Do you know any good book about the workings of the CLR, the .NET Framework and CIL as opposed to any specific .NET language?

+9  A: 

Although it mentions C# on the cover CLR via C# is a very good read to discover the ins and outs of the CLR.

Mez
Beat me to it, excellent read.
Sara Chipps
A: 
Ken White
I specifically am NOT looking for a book on C#, VB, F#, Iron*, you name it what .Net Language
Manu
Ah, so quick to downvote. Try http://stackoverflow.com/search?q=.Net+FrameWork+Books instead. 100s of recommendations, if you're not too lazy to actually click on the link.
Ken White
A "book on .NET framework" is not what he's asking for - most books found via such a search string would be about the class library, and either C#/VB as a language. He wants CIL, and details on how _CLR_ (that is, the VM) works.
Pavel Minaev
@Pavel: Yep. Apparently I'm suffering from an inability to read today. Answer withdrawn. Thanks for the thump on the back of the head. :-)
Ken White
+1  A: 

Regardless of any other books, you will definitely need ECMA-335 standard for a detailed specification of CLR and CIL. With sufficient experience, it may actually be sufficient on its own.

Also, "Expert .NET 2.0 IL Assembler" looks like it matches your requirements, though I haven't read it and can't comment on its quality. Amazon description looks promising, though:

Topics include managed executable file structure, metadata table structure, Microsoft IL instructions, structured exception handling, managed and unmanaged code interoperation, executable file generation, and metadata manipulation API exposed by the common language runtime.

Pavel Minaev
Thanks. This goes very much in the direction I was thinking about. Are there any books that cover the topics of the ecma-335 standard in a more "polished" and readable way?
Manu
Pavel Minaev
There is a reference implemntation of the ECMA spec put out by Microsoft called Shared Source Common Language Infrastructure (Rotor). Ted Neward and Joel Pobar wrote a draft to walk one through the project which is a PDF book: http://www.tedneward.com/files/SSCLI2Internals-DRAFT.pdf
David Silva Smith
A: 

This is a little dated but this is the book I used to learn .NET back then. Still relevant today as most things expanded but not changed. Essential .NET, Volume I: The Common Language Runtime

zvolkov
+1  A: 

I agree with Pavel. I've read a whole stack of these books and/or specs ... if you are just starting out here are the top 5 books/learning tools I would recommend:

Good for the CLI and fundamentals of the CIL

  1. Ecma 335 spec
  2. Serge Lidin's (APress Book) - Expert .NET 2.0 IL Assembler
  3. (optional and a little outdated) O'Rielly's Shard Source CLI Essentials with the PDF of the second edition's dreaft mentioned above).
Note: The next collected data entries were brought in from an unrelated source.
//! Allow-list of message shapes.
//!
//! Built once from the `allow` configuration section and never changed
//! afterwards. Each configured pattern is a message shape; its value is
//! either `true` (every message of that shape is allowed) or a list of
//! parameter sub-patterns, at least one of which the remaining fields of the
//! message must match. An empty list allows the shape unconditionally and
//! `false` registers nothing.
//!
//! ```yaml
//! allow:
//!   "sys:user,cmd:load": true
//!   "foo:1":
//!     - "a:2"
//!     - { b: 3, c: 4 }
//! ```

use std::collections::BTreeMap;

use serde::{Deserialize, Serialize};
use serde_json::Value;
use tracing::debug;

use crate::pattern::{PatternKey, PatternTrie};
use crate::Result;

/// Configured value of one allow entry.
#[derive(Debug, Clone, PartialEq, Serialize, Deserialize)]
#[serde(untagged)]
pub enum AllowSpec {
    /// `true` allows the shape, `false` is ignored
    Flag(bool),
    /// Parameter sub-patterns, as strings or objects
    Params(Vec<Value>),
}

/// A registered allow rule.
#[derive(Debug)]
pub enum AllowRule {
    /// Every message of the shape is allowed
    Allowed,
    /// Remaining fields must match one of the sub-patterns
    ParamAllowed(PatternTrie<()>),
}

/// Outcome of an allow-list check.
#[derive(Debug, Clone, PartialEq, Eq, Serialize)]
pub struct AllowDecision {
    /// Whether the message is allowed
    pub allowed: bool,
    /// Shape rule that matched, if any
    #[serde(skip_serializing_if = "Option::is_none")]
    pub rule: Option<PatternKey>,
    /// Parameter sub-pattern that matched, if the rule has any
    #[serde(skip_serializing_if = "Option::is_none")]
    pub params: Option<PatternKey>,
}

impl AllowDecision {
    fn denied(rule: Option<PatternKey>) -> Self {
        Self {
            allowed: false,
            rule,
            params: None,
        }
    }
}

/// Two-level allow-list: shape trie, then a parameter sub-trie per shape.
#[derive(Debug, Default)]
pub struct AllowRegistry {
    shapes: PatternTrie<AllowRule>,
}

impl AllowRegistry {
    /// Build the registry from the `allow` configuration section.
    ///
    /// Shapes are registered in key order, so equally specific shapes
    /// resolve to the lexically smallest key.
    ///
    /// # Errors
    ///
    /// Returns [`Error::MalformedPattern`](crate::Error::MalformedPattern) if
    /// any shape or sub-pattern cannot be parsed.
    pub fn from_config(allow: &BTreeMap<String, AllowSpec>) -> Result<Self> {
        let mut shapes = PatternTrie::new();

        for (source, spec) in allow {
            let shape = PatternKey::parse(source)?;
            let rule = match spec {
                AllowSpec::Flag(false) => continue,
                AllowSpec::Flag(true) => AllowRule::Allowed,
                AllowSpec::Params(params) if params.is_empty() => AllowRule::Allowed,
                AllowSpec::Params(params) => {
                    let mut sub = PatternTrie::new();
                    for param in params {
                        sub.add(PatternKey::from_source(param)?, ())?;
                    }
                    AllowRule::ParamAllowed(sub)
                }
            };
            debug!(shape = %shape, "Allow rule registered");
            shapes.add(shape, rule)?;
        }

        Ok(Self { shapes })
    }

    /// Check a message against the allow-list.
    ///
    /// `shape` is the pattern of the definition the message resolves to;
    /// `fields` are the message's own pattern fields. The shape rule is looked
    /// up with `shape`, and sub-patterns are matched against the fields of
    /// the message that are not part of `shape`.
    #[must_use]
    pub fn check(&self, shape: &PatternKey, fields: &PatternKey) -> AllowDecision {
        let Some((rule_key, rule)) = self.shapes.find_entry(shape) else {
            return AllowDecision::denied(None);
        };

        match rule {
            AllowRule::Allowed => AllowDecision {
                allowed: true,
                rule: Some(rule_key.clone()),
                params: None,
            },
            AllowRule::ParamAllowed(sub) => {
                let rest = fields.without(shape);
                match sub.find_entry(&rest) {
                    Some((params, ())) => AllowDecision {
                        allowed: true,
                        rule: Some(rule_key.clone()),
                        params: Some(params.clone()),
                    },
                    None => AllowDecision::denied(Some(rule_key.clone())),
                }
            }
        }
    }

    /// Number of shape rules.
    #[must_use]
    pub fn len(&self) -> usize {
        self.shapes.len()
    }

    /// Returns `true` if no shape is allowed.
    #[must_use]
    pub fn is_empty(&self) -> bool {
        self.shapes.is_empty()
    }

    /// Registered shapes, ordered by their configuration key.
    pub fn shapes(&self) -> impl Iterator<Item = &PatternKey> {
        self.shapes.list().map(|(key, _)| key)
    }
}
Good for learning to program with CIL

  1. Jason Bock's (Apress Book) CIL Programming (this is .Net 1.1 and doesn't have generics but is good to build upon #1 and #2 - this book helps you with writing apps in IL)
  2. Reflector and ILDasm .... lots of looking at the code

Sharp Develop's IDE has a IL project type (VS doesn't) so if you want to write IL in an IDE instead of notepad you might want to check it out.